Green party councillor David Williams, whose son is an NHS doctor in the north of the country, played on the need for national defence of the NHS in a speech before the march began.

He said: “We are also celebrating the 70 years of the NHS – its founder Aneurin Bevan said the NHS would last as long as there are people to defend it.

“Well we are here to defend it and we will do that until the very end.”

The vacancy rate in Oxfordshire hospitals is twice the national average. Both MPs and employers have acknowledged that the high cost of housing is deterring people from taking up jobs in local hospitals.

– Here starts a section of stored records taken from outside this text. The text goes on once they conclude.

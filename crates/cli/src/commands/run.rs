//! `autoclaw run`: start every agent and chat on stdin.
//!
//! Agents keep their periodic self-runs going in the background; lines read
//! from stdin become jobs for the selected agent. Conversations an agent
//! starts on its own are printed as they arrive.

use autoclaw_agent::{Job, JobOutput};
use autoclaw_config::AppConfig;
use autoclaw_core::Message;
use std::io::Write;
use tokio::io::{AsyncBufReadExt, BufReader};
use tokio_util::sync::CancellationToken;
use tracing::info;

use super::ask::print_trail;
use super::{CliResult, build_pool};

pub async fn run(config: &AppConfig, agent: Option<String>) -> CliResult {
    let pool = build_pool(config).await?;
    let name = match agent {
        Some(name) => name,
        None => pool.names().into_iter().next().unwrap_or_default(),
    };
    let target = pool
        .get(&name)
        .ok_or_else(|| format!("Unknown agent '{name}' (configured: {})", pool.names().join(", ")))?;

    for agent_name in pool.names() {
        if let Some(agent) = pool.get(&agent_name) {
            agent.subscribe_conversations(move |msg: &Message| {
                println!("\n  [{agent_name} says] {}", msg.content);
            });
        }
    }

    pool.start_all();
    info!(agents = ?pool.names(), chatting_with = %name, "Agents running");
    println!("  Chatting with '{name}'. Type 'exit' or press Ctrl+C to quit.\n");

    let mut lines = BufReader::new(tokio::io::stdin()).lines();
    let mut history: Vec<Message> = Vec::new();
    loop {
        print!("  You > ");
        std::io::stdout().flush()?;

        let line = tokio::select! {
            _ = tokio::signal::ctrl_c() => break,
            line = lines.next_line() => line?,
        };
        let Some(line) = line else { break };
        let text = line.trim();
        if text.eq_ignore_ascii_case("exit") {
            break;
        }
        if text.is_empty() {
            continue;
        }

        let cancel = CancellationToken::new();
        let job = Job::new()
            .with_text(text)
            .with_conversation_history(history.clone())
            .with_cancellation(cancel.clone());
        let out: JobOutput = tokio::select! {
            out = target.ask(job) => out,
            _ = tokio::signal::ctrl_c() => {
                cancel.cancel();
                break;
            }
        };

        print_trail(&out);
        match &out.error {
            Some(err) => eprintln!("  [Error] {err}"),
            None => {
                for line in out.response.lines() {
                    println!("  {name} > {line}");
                }
                history.push(Message::user(text));
                history.push(Message::assistant(out.response.clone()));
            }
        }
        println!();
    }

    println!("\n  Stopping agents...");
    pool.stop_all().await;
    Ok(())
}
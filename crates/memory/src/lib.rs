//! Knowledge-base (`RagDb`) implementations for autoclaw.

pub mod file_backend;
pub mod in_memory;

pub use file_backend::FileKnowledge;
pub use in_memory::InMemoryKnowledge;

use chrono::{DateTime, Utc};
use serde::{Deserialize, Serialize};

/// One stored snippet.
#[derive(Debug, Clone, Serialize, Deserialize)]
pub struct KnowledgeEntry {
    pub id: String,
    pub content: String,
    pub created_at: DateTime<Utc>,
}

impl KnowledgeEntry {
    pub fn new(content: impl Into<String>) -> Self {
        Self {
            id: uuid::Uuid::new_v4().to_string(),
            content: content.into(),
            created_at: Utc::now(),
        }
    }
}

/// Keyword relevance: occurrences of each query term, normalised by length.
/// Terms shorter than three characters are ignored unless the query has no
/// other terms.
pub(crate) fn keyword_score(content: &str, query: &str) -> f32 {
    let content_lower = content.to_lowercase();
    let terms: Vec<String> = query
        .split(|c: char| !c.is_alphanumeric())
        .filter(|t| t.len() >= 3)
        .map(str::to_lowercase)
        .collect();
    let terms = if terms.is_empty() {
        vec![query.trim().to_lowercase()]
    } else {
        terms
    };

    let occurrences: usize = terms
        .iter()
        .filter(|t| !t.is_empty())
        .map(|t| content_lower.matches(t.as_str()).count())
        .sum();
    occurrences as f32 / (content.len() as f32 / 100.0).max(1.0)
}

/// Top `k` entries with a positive score, best first.
pub(crate) fn rank(entries: &[KnowledgeEntry], query: &str, k: usize) -> Vec<String> {
    let mut scored: Vec<(f32, &KnowledgeEntry)> = entries
        .iter()
        .map(|e| (keyword_score(&e.content, query), e))
        .filter(|(score, _)| *score > 0.0)
        .collect();
    scored.sort_by(|a, b| b.0.partial_cmp(&a.0).unwrap_or(std::cmp::Ordering::Equal));
    scored
        .into_iter()
        .take(k)
        .map(|(_, e)| e.content.clone())
        .collect()
}

#[cfg(test)]
mod tests {
    use super::*;

    #[test]
    fn score_counts_each_term() {
        assert!(keyword_score("Rust and tokio", "rust tokio") > keyword_score("Rust only", "rust tokio"));
        assert_eq!(keyword_score("nothing here", "weather"), 0.0);
    }

    #[test]
    fn rank_orders_and_truncates() {
        let entries = vec![
            KnowledgeEntry::new("boston weather is cold"),
            KnowledgeEntry::new("weather weather weather"),
            KnowledgeEntry::new("unrelated"),
        ];
        let hits = rank(&entries, "weather", 1);
        assert_eq!(hits, vec!["weather weather weather"]);
    }
}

In a parliamentary debate earlier this year, Oxford MP Layla Moran cited the “prohibitive cost of housing” as being the key factor motivating Oxford NHS staff from leaving.

She said: “The government can and must take a role collaboratively with stake holders to recognise the unique situation and challenges we face in Oxfordshire.

“If we do nothing I believe we risk seeing the rationing of care and treatment and a backlash, quite rightly, from our constituents.”

The debate was secured after a leaked memo revealed Oxford University Hospitals Foundation Trust was considering ‘rationing’ chemotherapy treatment owing to a lack of qualified nursing staff.

On the eve of Saturday’s march, health secretary Jeremy Hunt promised a “well deserved pay rise” of 6.5% for NHS staff.

It would be the first above inflation pay rise for health workers in eight years.